The current IVA spec says:-
The hydraulic system must be fitted with a red warning lamp, sensitive to line pressure and capable of signalling the failure of any part of the hydraulic system as soon as the brake is applied and remaining lit as long as the failure exists (with the ignition switched on). As an alternative, the warning lamp must be sensitive to the reservoir fluid level, providing the reservoir is directly connected to supply the pressure side of the master cylinder when the piston is in the “brakes off” position, so that a failure of either part of a split system would result in a continuous draining of the reservoir fluid when the control is released (see note 2 and 3).

Note 2 says:-
in the case of a conventional split system (with or without vacuum assistance) it will be assumed that a failure will result in the draining of the fluid. It may be necessary to confirm the fluid circuit through the master cylinder by documentary evidence.

I am using the Marlin supplied Master cylinder (from a Ford P100 I believe) and it looks like the one Jason has used. Does that fulfill the "alternative" method as described above and if it does what were you asked for in terms of documentary evidence.

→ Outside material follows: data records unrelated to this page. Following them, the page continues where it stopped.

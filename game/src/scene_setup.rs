//! Demo solar system
//!
//! Sun, Earth with an atmosphere shell, Moon, a spacecraft parked in a low
//! orbit around Earth, and the infographic markers that keep the small
//! bodies findable from far away.

use glam::{DVec3, Quat, Vec3};
use hugescale_engine::prelude::*;
use tracing::info;

const SUN_RADIUS: f64 = 6.96e8;
const EARTH_RADIUS: f64 = 6.371e6;
const MOON_RADIUS: f64 = 1.737e6;
const EARTH_ORBIT: f64 = 1.496e11;
const MOON_ORBIT: f64 = 3.844e8;

/// Handles of the bodies the demo flies around
pub struct SolarSystem {
    pub sun: Entity,
    pub earth: Entity,
    pub moon: Entity,
    pub spacecraft: Entity,
}

/// Spawn the scene and register every object with the render system
pub fn create_solar_system(world: &mut World, system: &mut MultilayerRenderSystem) -> SolarSystem {
    info!("Creating solar system scene");

    let sun = world.spawn_scene_object(
        SceneObject::solid(DVec3::ZERO, SUN_RADIUS),
        (Name::new("Sun"),),
    );

    let atmosphere = world.spawn((Name::new("Atmosphere"), RenderState::default()));
    let earth_coordinate = DVec3::new(0.0, 0.0, EARTH_ORBIT);
    let earth = world.spawn_scene_object(
        SceneObject::solid(earth_coordinate, EARTH_RADIUS),
        (Name::new("Earth"), RenderChildren(vec![atmosphere])),
    );

    // Slightly inclined, so the ecliptic marker has something to show
    let moon_coordinate = earth_coordinate + DVec3::new(MOON_ORBIT, 2.0e7, 0.0);
    let moon = world.spawn_scene_object(
        SceneObject::solid(moon_coordinate, MOON_RADIUS),
        (Name::new("Moon"),),
    );

    let spacecraft = world.spawn_scene_object(
        SceneObject::solid(spacecraft_coordinate(earth_coordinate, EARTH_RADIUS), 50.0),
        (Name::new("Spacecraft"),),
    );

    let earth_halo = world.spawn_scene_object(
        SceneObject::infographic(earth_coordinate, EARTH_RADIUS),
        (
            Name::new("Earth halo"),
            Halo {
                target: earth,
                own_radius: 2.0e6,
                min_visible_radius: 20.0,
                max_visible_radius: 1.0e6,
            },
        ),
    );
    let moon_marker = world.spawn_scene_object(
        SceneObject::infographic(earth_coordinate, 1.0),
        (
            Name::new("Moon ecliptic height"),
            EclipticHeight {
                target: moon,
                min_height: 1.0e5,
            },
        ),
    );

    for entity in [sun, earth, moon, spacecraft, earth_halo, moon_marker] {
        system.registry_mut().register(entity);
    }

    info!(objects = system.registry().len(), "Solar system created");

    SolarSystem {
        sun,
        earth,
        moon,
        spacecraft,
    }
}

/// Park the spacecraft just above the surface of its host body
///
/// Azimuth -70° and elevation -10°, at 1.1 body radii from the center.
pub fn spacecraft_coordinate(host_coordinate: DVec3, host_radius: f64) -> DVec3 {
    let rotation = Quat::from_axis_angle(Vec3::Y, (-70f32).to_radians())
        * Quat::from_axis_angle(Vec3::X, (-10f32).to_radians());
    let direction = (rotation * Vec3::Z).as_dvec3().normalize();

    host_coordinate + direction * host_radius * 1.1
}
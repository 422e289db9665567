//! GPU uniform buffer types
//!
//! Plain-old-data encodings of the per-pass camera parameters and the
//! per-object render state, laid out for direct upload by the host renderer.

use crate::core::entity::RenderState;
use crate::graphics::pass::CameraRenderParams;
use bytemuck::{Pod, Zeroable};
use glam::{Mat4, Quat, Vec3};

/// Camera uniform buffer data for one pass
#[repr(C)]
#[derive(Debug, Clone, Copy, Pod, Zeroable)]
pub struct CameraUniform {
    /// World-to-camera matrix in render units
    pub view: [[f32; 4]; 4],
    pub position: [f32; 3],
    pub near_clip: f32,
    pub rotation: [f32; 4],
    pub far_clip: f32,
    pub _padding: [f32; 3],
}

impl From<&CameraRenderParams> for CameraUniform {
    fn from(params: &CameraRenderParams) -> Self {
        let view = Mat4::from_rotation_translation(params.rotation, params.position).inverse();

        Self {
            view: view.to_cols_array_2d(),
            position: params.position.to_array(),
            near_clip: params.near_clip,
            rotation: params.rotation.to_array(),
            far_clip: params.far_clip,
            _padding: [0.0; 3],
        }
    }
}

impl Default for CameraUniform {
    fn default() -> Self {
        Self::from(&CameraRenderParams::default())
    }
}

/// Object uniform buffer data
///
/// The channel lets a pass skip objects tagged for other cameras.
#[repr(C)]
#[derive(Debug, Clone, Copy, Pod, Zeroable)]
pub struct ObjectUniform {
    /// Model matrix in render units
    pub model: [[f32; 4]; 4],
    pub channel: u32,
    pub _padding: [u32; 3],
}

impl ObjectUniform {
    /// Create an object uniform from a render-space placement
    pub fn new(position: Vec3, scale: f32, channel: u32) -> Self {
        let scale = Vec3::splat(scale);
        let model = Mat4::from_scale_rotation_translation(scale, Quat::IDENTITY, position);

        Self {
            model: model.to_cols_array_2d(),
            channel,
            _padding: [0; 3],
        }
    }
}

impl From<&RenderState> for ObjectUniform {
    fn from(state: &RenderState) -> Self {
        Self::new(state.position, state.scale, state.channel.as_u32())
    }
}

impl Default for ObjectUniform {
    fn default() -> Self {
        Self::from(&RenderState::default())
    }
}
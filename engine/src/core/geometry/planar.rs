//! Planar geometry primitives
//!
//! Pure functions over a local 2D frame where `x` is the depth-like axis and
//! `y` the lateral axis unless noted otherwise. They carry no knowledge of
//! frusta; the view pyramid composes them into its side tests.

use glam::DVec2;

/// Check that a point lies inside a wedge opening along +x
///
/// The wedge has its apex at the origin, a full opening angle of
/// `fov_degrees` and is cut off at `max_depth`. Borders are inclusive.
pub fn point_in_wedge(point: DVec2, fov_degrees: f64, max_depth: f64) -> bool {
    if point.x < 0.0 || point.x > max_depth {
        return false;
    }

    let border = (fov_degrees / 2.0).to_radians().tan() * point.x;
    point.y.abs() <= border
}

/// Check that a point lies inside an origin-centered axis-aligned rectangle
pub fn point_in_rectangle(point: DVec2, width: f64, height: f64) -> bool {
    let half_width = width / 2.0;
    let half_height = height / 2.0;

    point.x >= -half_width
        && point.x <= half_width
        && point.y >= -half_height
        && point.y <= half_height
}

/// Intersect a circle with the line `y = slope * x` through the origin
///
/// Returns both roots of the quadratic; a tangent line yields the same
/// point twice.
pub fn circle_line_intersections(center: DVec2, radius: f64, slope: f64) -> Option<[DVec2; 2]> {
    let a = 1.0 + slope * slope;
    let b = -2.0 * center.x - 2.0 * slope * center.y;
    let c = center.length_squared() - radius * radius;

    let discriminant = b * b - 4.0 * a * c;
    if discriminant < 0.0 {
        return None;
    }

    let root = discriminant.sqrt();
    let x1 = (-b + root) / (2.0 * a);
    let x2 = (-b - root) / (2.0 * a);

    Some([DVec2::new(x1, slope * x1), DVec2::new(x2, slope * x2)])
}

/// Intersect a circle with the vertical line `x = line_x`
///
/// Points are ordered by ascending `y`.
pub fn circle_vertical_line_intersections(
    center: DVec2,
    radius: f64,
    line_x: f64,
) -> Option<[DVec2; 2]> {
    let offset = center.x - line_x;
    if offset.abs() > radius {
        return None;
    }

    let half_chord = (radius * radius - offset * offset).sqrt();

    Some([
        DVec2::new(line_x, center.y - half_chord),
        DVec2::new(line_x, center.y + half_chord),
    ])
}

/// Intersect a circle with the horizontal line `y = line_y`
///
/// Solved by swapping axes into the vertical case. Points are ordered by
/// ascending `x`.
pub fn circle_horizontal_line_intersections(
    center: DVec2,
    radius: f64,
    line_y: f64,
) -> Option<[DVec2; 2]> {
    circle_vertical_line_intersections(DVec2::new(center.y, center.x), radius, line_y)
        .map(|points| points.map(|point| DVec2::new(point.y, point.x)))
}

/// The four cardinal extrema of a circle: +x, -x, +y, -y
pub fn circle_border_points(center: DVec2, radius: f64) -> [DVec2; 4] {
    [
        DVec2::new(center.x + radius, center.y),
        DVec2::new(center.x - radius, center.y),
        DVec2::new(center.x, center.y + radius),
        DVec2::new(center.x, center.y - radius),
    ]
}

#[cfg(test)]
mod tests {
    use super::*;

    fn approx(a: DVec2, b: DVec2) -> bool {
        (a - b).length() < 1e-9
    }

    #[test]
    fn test_point_in_wedge() {
        // 90° wedge: |y| <= x
        assert!(point_in_wedge(DVec2::new(5.0, 4.9), 90.0, 10.0));
        assert!(point_in_wedge(DVec2::new(5.0, -4.9), 90.0, 10.0));
        assert!(!point_in_wedge(DVec2::new(5.0, 5.1), 90.0, 10.0));
        assert!(point_in_wedge(DVec2::ZERO, 90.0, 10.0));
    }

    #[test]
    fn test_point_in_wedge_depth_limits() {
        assert!(!point_in_wedge(DVec2::new(-0.1, 0.0), 90.0, 10.0));
        assert!(point_in_wedge(DVec2::new(10.0, 0.0), 90.0, 10.0));
        assert!(!point_in_wedge(DVec2::new(10.1, 0.0), 90.0, 10.0));
    }

    #[test]
    fn test_point_in_rectangle() {
        assert!(point_in_rectangle(DVec2::new(1.0, -0.5), 2.0, 1.0));
        assert!(point_in_rectangle(DVec2::ZERO, 2.0, 1.0));
        assert!(!point_in_rectangle(DVec2::new(1.01, 0.0), 2.0, 1.0));
        assert!(!point_in_rectangle(DVec2::new(0.0, -0.51), 2.0, 1.0));
    }

    #[test]
    fn test_circle_line_through_center() {
        let points = circle_line_intersections(DVec2::new(5.0, 0.0), 1.0, 0.0).unwrap();
        assert!(approx(points[0], DVec2::new(6.0, 0.0)));
        assert!(approx(points[1], DVec2::new(4.0, 0.0)));
    }

    #[test]
    fn test_circle_line_diagonal() {
        // Circle at origin, radius sqrt(2): y = x crosses at (±1, ±1)
        let points = circle_line_intersections(DVec2::ZERO, 2f64.sqrt(), 1.0).unwrap();
        assert!(approx(points[0], DVec2::new(1.0, 1.0)));
        assert!(approx(points[1], DVec2::new(-1.0, -1.0)));
    }

    #[test]
    fn test_circle_line_miss() {
        let points = circle_line_intersections(DVec2::new(0.0, 5.0), 1.0, 0.0);
        assert!(points.is_none());
    }

    #[test]
    fn test_circle_vertical_line() {
        let center = DVec2::new(0.0, 2.0);
        let points = circle_vertical_line_intersections(center, 5.0, 3.0).unwrap();
        assert!(approx(points[0], DVec2::new(3.0, -2.0)));
        assert!(approx(points[1], DVec2::new(3.0, 6.0)));

        let missed = circle_vertical_line_intersections(DVec2::ZERO, 1.0, 1.5);
        assert!(missed.is_none());
    }

    #[test]
    fn test_circle_vertical_line_tangent() {
        let points = circle_vertical_line_intersections(DVec2::ZERO, 1.0, 1.0).unwrap();
        assert!(approx(points[0], DVec2::new(1.0, 0.0)));
        assert!(approx(points[1], DVec2::new(1.0, 0.0)));
    }

    #[test]
    fn test_circle_horizontal_line_swaps_axes() {
        let center = DVec2::new(2.0, 0.0);
        let points = circle_horizontal_line_intersections(center, 5.0, 3.0).unwrap();
        assert!(approx(points[0], DVec2::new(-2.0, 3.0)));
        assert!(approx(points[1], DVec2::new(6.0, 3.0)));

        let missed = circle_horizontal_line_intersections(DVec2::ZERO, 1.0, -2.0);
        assert!(missed.is_none());
    }

    #[test]
    fn test_circle_border_points() {
        let points = circle_border_points(DVec2::new(1.0, 2.0), 3.0);
        assert_eq!(points[0], DVec2::new(4.0, 2.0));
        assert_eq!(points[1], DVec2::new(-2.0, 2.0));
        assert_eq!(points[2], DVec2::new(1.0, 5.0));
        assert_eq!(points[3], DVec2::new(1.0, -1.0));
    }
}
//! Geometry for visibility queries
//!
//! Planar primitives and the double-precision view pyramid built on them.

pub mod planar;
pub mod view_pyramid;

pub use view_pyramid::{SphereIntersection, ViewPyramid};
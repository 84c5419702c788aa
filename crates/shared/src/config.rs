//! Configuration types for the role directory

use serde::{Deserialize, Serialize};
use std::path::{Path, PathBuf};

use crate::RbacError;

/// Default bound on retained audit entries
pub const DEFAULT_AUDIT_CAPACITY: usize = 10000;

/// Directory configuration (roledir.json / roledir.yaml)
#[derive(Debug, Clone, PartialEq, Serialize, Deserialize)]
#[serde(rename_all = "camelCase")]
pub struct DirectoryConfig {
    /// Store file holding the owner and directory snapshot
    #[serde(default = "default_store_path")]
    pub store_path: PathBuf,

    /// Maximum number of retained audit entries
    #[serde(default = "default_audit_capacity")]
    pub audit_capacity: usize,

    /// Roles registered when a new store is initialized
    #[serde(default)]
    pub seed_roles: Vec<String>,

    /// Initial owner for a new store
    #[serde(default)]
    pub owner: Option<String>,
}

fn default_store_path() -> PathBuf {
    PathBuf::from("roledir.json")
}

fn default_audit_capacity() -> usize {
    DEFAULT_AUDIT_CAPACITY
}

impl Default for DirectoryConfig {
    fn default() -> Self {
        Self {
            store_path: default_store_path(),
            audit_capacity: default_audit_capacity(),
            seed_roles: Vec::new(),
            owner: None,
        }
    }
}

impl DirectoryConfig {
    /// Load configuration from a JSON or YAML file (chosen by extension)
    pub fn from_file(path: &Path) -> crate::Result<Self> {
        let content = std::fs::read_to_string(path)?;
        let config: Self = match path.extension().and_then(|e| e.to_str()) {
            Some("yaml") | Some("yml") => serde_yaml::from_str(&content)?,
            _ => serde_json::from_str(&content)?,
        };
        config.validate()?;
        Ok(config)
    }

    /// Reject settings the directory cannot work with
    pub fn validate(&self) -> crate::Result<()> {
        if self.audit_capacity == 0 {
            return Err(RbacError::Config(
                "auditCapacity must be greater than zero".to_string(),
            ));
        }
        if let Some(role) = self.seed_roles.iter().find(|r| r.trim().is_empty()) {
            return Err(RbacError::Config(format!(
                "seedRoles contains an empty role name: {:?}",
                role
            )));
        }
        Ok(())
    }
}
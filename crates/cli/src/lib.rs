//! Library half of the `roledir` binary: command definitions and the
//! per-invocation context.

pub mod commands;
pub mod context;
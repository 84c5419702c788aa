//! User identity types

use serde::{Deserialize, Serialize};
use std::fmt;
use std::hash::Hash;

/// An opaque, already-authenticated user identifier.
///
/// The directory only compares and hashes identities.
/// `is_null` marks the one value that can never own anything
/// (the zero account, an empty name).
pub trait Identity:
    Clone + Eq + Ord + Hash + fmt::Debug + fmt::Display + Send + Sync + 'static
{
    fn is_null(&self) -> bool;
}

impl Identity for u64 {
    fn is_null(&self) -> bool {
        *self == 0
    }
}

impl Identity for String {
    fn is_null(&self) -> bool {
        self.trim().is_empty()
    }
}

/// String-backed user identifier
#[derive(Debug, Clone, PartialEq, Eq, PartialOrd, Ord, Hash, Default, Serialize, Deserialize)]
#[serde(transparent)]
pub struct UserId(String);

impl UserId {
    pub fn new(id: impl Into<String>) -> Self {
        Self(id.into())
    }

    pub fn as_str(&self) -> &str {
        &self.0
    }
}

impl Identity for UserId {
    fn is_null(&self) -> bool {
        self.0.trim().is_empty()
    }
}

impl fmt::Display for UserId {
    fn fmt(&self, f: &mut fmt::Formatter<'_>) -> fmt::Result {
        f.write_str(&self.0)
    }
}

impl From<&str> for UserId {
    fn from(value: &str) -> Self {
        Self(value.to_string())
    }
}

impl From<String> for UserId {
    fn from(value: String) -> Self {
        Self(value)
    }
}

impl From<u64> for UserId {
    fn from(value: u64) -> Self {
        Self(value.to_string())
    }
}

impl std::str::FromStr for UserId {
    type Err = std::convert::Infallible;

    fn from_str(s: &str) -> Result<Self, Self::Err> {
        Ok(Self(s.to_string()))
    }
}

#[cfg(test)]
mod tests {
    use super::*;

    #[test]
    fn test_null_identities() {
        assert!(0u64.is_null());
        assert!(!1u64.is_null());
        assert!(String::new().is_null());
        assert!("   ".to_string().is_null());
        assert!(UserId::default().is_null());
        assert!(!UserId::from("alice").is_null());
    }

    #[test]
    fn test_user_id_conversions() {
        assert_eq!(UserId::from(42u64).as_str(), "42");
        assert_eq!(UserId::from("bob").to_string(), "bob");
        let parsed: UserId = "carol".parse().unwrap();
        assert_eq!(parsed, UserId::new("carol"));
    }

    #[test]
    fn test_user_id_serializes_transparently() {
        let json = serde_json::to_string(&UserId::from("alice")).unwrap();
        assert_eq!(json, "\"alice\"");
    }
}
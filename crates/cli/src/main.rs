//! roledir - Command-line administration of a role directory store
//!
//! Usage:
//!   roledir init [--owner <id>]           - Create a new store
//!   roledir role add|list|exists <role>   - Manage system roles
//!   roledir grant <user> <role>           - Grant a role (owner only)
//!   roledir revoke <user> <role>          - Revoke a role (owner only)
//!   roledir check <user> <role>           - Exit 1 unless the user holds the role
//!   roledir show <user>                   - List a user's roles
//!   roledir owner show|transfer <id>      - Inspect or hand over ownership
//!   roledir audit [--denials] [--limit N] - Show recent audit entries

use clap::{Parser, Subcommand};
use cli::commands::{
    AuditCommand, CheckCommand, GrantCommand, InitCommand, OwnerCommand, RevokeCommand,
    RoleCommand, ShowCommand,
};
use cli::context::CliContext;
use std::path::PathBuf;
use std::process::ExitCode;

#[derive(Parser)]
#[command(name = "roledir")]
#[command(about = "Role directory - register roles, manage memberships, gate access")]
#[command(version)]
struct Cli {
    #[command(subcommand)]
    command: Commands,

    /// Configuration file (JSON or YAML)
    #[arg(short, long, global = true)]
    config: Option<PathBuf>,

    /// Store file (overrides the config's storePath)
    #[arg(short, long, global = true)]
    store: Option<PathBuf>,

    /// Acting identity for owner-only commands
    #[arg(long = "as", global = true, env = "ROLEDIR_AS")]
    acting: Option<String>,

    /// Output as JSON
    #[arg(long, global = true)]
    json: bool,
}

#[derive(Subcommand)]
enum Commands {
    /// Create a new store
    Init(InitCommand),
    /// Manage system roles
    Role(RoleCommand),
    /// Grant a role to a user
    Grant(GrantCommand),
    /// Revoke a role from a user
    Revoke(RevokeCommand),
    /// Check whether a user holds a role
    Check(CheckCommand),
    /// List a user's roles
    Show(ShowCommand),
    /// Inspect or transfer ownership
    Owner(OwnerCommand),
    /// Show recent audit entries
    Audit(AuditCommand),
}

fn main() -> anyhow::Result<ExitCode> {
    // Logs go to stderr so --json output stays clean
    tracing_subscriber::fmt()
        .with_env_filter(tracing_subscriber::EnvFilter::from_default_env())
        .with_writer(std::io::stderr)
        .init();

    let cli = Cli::parse();
    let ctx = CliContext::new(cli.config.as_deref(), cli.store, cli.acting, cli.json)?;

    match cli.command {
        Commands::Init(cmd) => cmd.run(&ctx)?,
        Commands::Role(cmd) => cmd.run(&ctx)?,
        Commands::Grant(cmd) => cmd.run(&ctx)?,
        Commands::Revoke(cmd) => cmd.run(&ctx)?,
        Commands::Show(cmd) => cmd.run(&ctx)?,
        Commands::Owner(cmd) => cmd.run(&ctx)?,
        Commands::Audit(cmd) => cmd.run(&ctx)?,
        Commands::Check(cmd) => {
            if !cmd.run(&ctx)? {
                return Ok(ExitCode::FAILURE);
            }
        }
    }

    Ok(ExitCode::SUCCESS)
}
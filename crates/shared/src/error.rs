//! Error types for the role directory

use thiserror::Error;

/// Error thrown when a role is registered twice
#[derive(Debug, Clone, PartialEq, Eq, Error)]
#[error("Role '{role}' is already registered")]
pub struct DuplicateRoleError {
    pub role: String,
}

/// Error thrown when a role is referenced before registration
#[derive(Debug, Clone, PartialEq, Eq, Error)]
#[error("Role '{role}' is not registered")]
pub struct UnknownRoleError {
    pub role: String,
}

/// Error thrown when the acting user lacks the required role
#[derive(Debug, Clone, PartialEq, Eq, Error)]
#[error("Access denied: user '{user}' does not hold role '{role}'")]
pub struct AccessDeniedError {
    pub user: String,
    pub role: String,
}

/// Error thrown when a caller other than the owner attempts an owner-only action
#[derive(Debug, Clone, PartialEq, Eq, Error)]
#[error("Caller '{caller}' is not the owner (owner is '{owner}')")]
pub struct UnauthorizedError {
    pub caller: String,
    pub owner: String,
}

/// Error thrown for malformed or empty identifiers
#[derive(Debug, Clone, PartialEq, Eq, Error)]
#[error("Invalid {argument}: {reason}")]
pub struct InvalidArgumentError {
    pub argument: String,
    pub reason: String,
}

impl InvalidArgumentError {
    pub fn new(argument: impl Into<String>, reason: impl Into<String>) -> Self {
        Self {
            argument: argument.into(),
            reason: reason.into(),
        }
    }
}

/// General error type for directory, gate and ownership operations
#[derive(Debug, Error)]
pub enum RbacError {
    #[error(transparent)]
    DuplicateRole(#[from] DuplicateRoleError),

    #[error(transparent)]
    UnknownRole(#[from] UnknownRoleError),

    #[error(transparent)]
    AccessDenied(#[from] AccessDeniedError),

    #[error(transparent)]
    Unauthorized(#[from] UnauthorizedError),

    #[error(transparent)]
    InvalidArgument(#[from] InvalidArgumentError),

    #[error("Configuration error: {0}")]
    Config(String),

    #[error("IO error: {0}")]
    Io(#[from] std::io::Error),

    #[error("JSON error: {0}")]
    Json(#[from] serde_json::Error),

    #[error("YAML error: {0}")]
    Yaml(#[from] serde_yaml::Error),
}

impl RbacError {
    /// Short machine-readable name of the error kind
    pub fn kind(&self) -> &'static str {
        match self {
            RbacError::DuplicateRole(_) => "duplicate_role",
            RbacError::UnknownRole(_) => "unknown_role",
            RbacError::AccessDenied(_) => "access_denied",
            RbacError::Unauthorized(_) => "unauthorized",
            RbacError::InvalidArgument(_) => "invalid_argument",
            RbacError::Config(_) => "config",
            RbacError::Io(_) => "io",
            RbacError::Json(_) => "json",
            RbacError::Yaml(_) => "yaml",
        }
    }
}

pub type Result<T> = std::result::Result<T, RbacError>;

#[cfg(test)]
mod tests {
    use super::*;

    #[test]
    fn test_messages_name_the_offending_values() {
        let err: RbacError = AccessDeniedError {
            user: "1".to_string(),
            role: "auditor".to_string(),
        }
        .into();
        assert_eq!(
            err.to_string(),
            "Access denied: user '1' does not hold role 'auditor'"
        );

        let err: RbacError = UnauthorizedError {
            caller: "mallory".to_string(),
            owner: "alice".to_string(),
        }
        .into();
        assert!(err.to_string().contains("mallory"));
        assert!(err.to_string().contains("alice"));
    }

    #[test]
    fn test_kind_distinguishes_variants() {
        let dup: RbacError = DuplicateRoleError { role: "r".into() }.into();
        let unknown: RbacError = UnknownRoleError { role: "r".into() }.into();
        let invalid: RbacError = InvalidArgumentError::new("role", "must not be empty").into();

        assert_eq!(dup.kind(), "duplicate_role");
        assert_eq!(unknown.kind(), "unknown_role");
        assert_eq!(invalid.kind(), "invalid_argument");
        assert_eq!(invalid.to_string(), "Invalid role: must not be empty");
    }

    #[test]
    fn test_io_conversion() {
        let io = std::io::Error::new(std::io::ErrorKind::NotFound, "missing");
        let err: RbacError = io.into();
        assert!(matches!(err, RbacError::Io(_)));
    }
}
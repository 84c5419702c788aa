//! Ownable - Single administrative identity

use shared::{Identity, InvalidArgumentError, Result, UnauthorizedError, UserId};
use std::sync::{PoisonError, RwLock};
use tracing::{info, warn};

/// Holds the one identity allowed to perform administrative actions
#[derive(Debug)]
pub struct Ownable<U = UserId> {
    owner: RwLock<U>,
}

impl<U: Identity> Ownable<U> {
    /// Create with the creating identity as owner
    pub fn new(creator: U) -> Self {
        Self {
            owner: RwLock::new(creator),
        }
    }

    /// Get the current owner
    pub fn current_owner(&self) -> U {
        self.owner
            .read()
            .unwrap_or_else(PoisonError::into_inner)
            .clone()
    }

    /// Check if `caller` is the current owner
    pub fn is_owner(&self, caller: &U) -> bool {
        *self.owner.read().unwrap_or_else(PoisonError::into_inner) == *caller
    }

    /// Fail unless `caller` is the current owner
    pub fn require_owner(&self, caller: &U) -> Result<()> {
        let owner = self.owner.read().unwrap_or_else(PoisonError::into_inner);
        ensure_owner(&*owner, caller)
    }

    /// Run `operation` as the owner.
    ///
    /// The owner stays locked while `operation` runs, so a concurrent
    /// `transfer_ownership` either completes before the check or waits until
    /// the operation has finished. `operation` must not touch this `Ownable`.
    pub fn with_owner<T, F>(&self, caller: &U, operation: F) -> Result<T>
    where
        F: FnOnce() -> Result<T>,
    {
        let owner = self.owner.read().unwrap_or_else(PoisonError::into_inner);
        ensure_owner(&*owner, caller)?;
        operation()
    }

    /// Hand ownership to `new_owner`. Only the current owner may do this.
    pub fn transfer_ownership(&self, caller: &U, new_owner: U) -> Result<()> {
        let mut owner = self.owner.write().unwrap_or_else(PoisonError::into_inner);
        ensure_owner(&*owner, caller)?;
        if new_owner.is_null() {
            return Err(InvalidArgumentError::new("new owner", "identity must not be null").into());
        }

        info!(from = %*owner, to = %new_owner, "ownership transferred");
        *owner = new_owner;
        Ok(())
    }
}

fn ensure_owner<U: Identity>(owner: &U, caller: &U) -> Result<()> {
    if *owner != *caller {
        warn!(caller = %caller, owner = %owner, "rejected non-owner caller");
        return Err(UnauthorizedError {
            caller: caller.to_string(),
            owner: owner.to_string(),
        }
        .into());
    }
    Ok(())
}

As an option the circuit below should meet the requirement:

It fulfills the lamp testing requirement via the handbrake and the 'red warning lamp, sensitive to line pressure and capable of signalling the failure of any part of the hydraulic system as soon as the brake is applied' requirement via the change over relay. However, I can't help but think it's over complicated on the basis that if I've hit the brake pedal but I've got no brake pressure the warm and damp sensation in my seat followed by a nasty smell would probably alert me to the fact something is wrong...................!!

So prehaps I don't need a brake pedal switch and can rely on just the hydraulic swith for the brake lights and the fluid level switch and handbrake for the warning light. Or alternatively, just use a standard T-piece with no pressure switch for the rear brakes (especially as I've already fitted it....!!) and use a brake pedal swith for the brake lights.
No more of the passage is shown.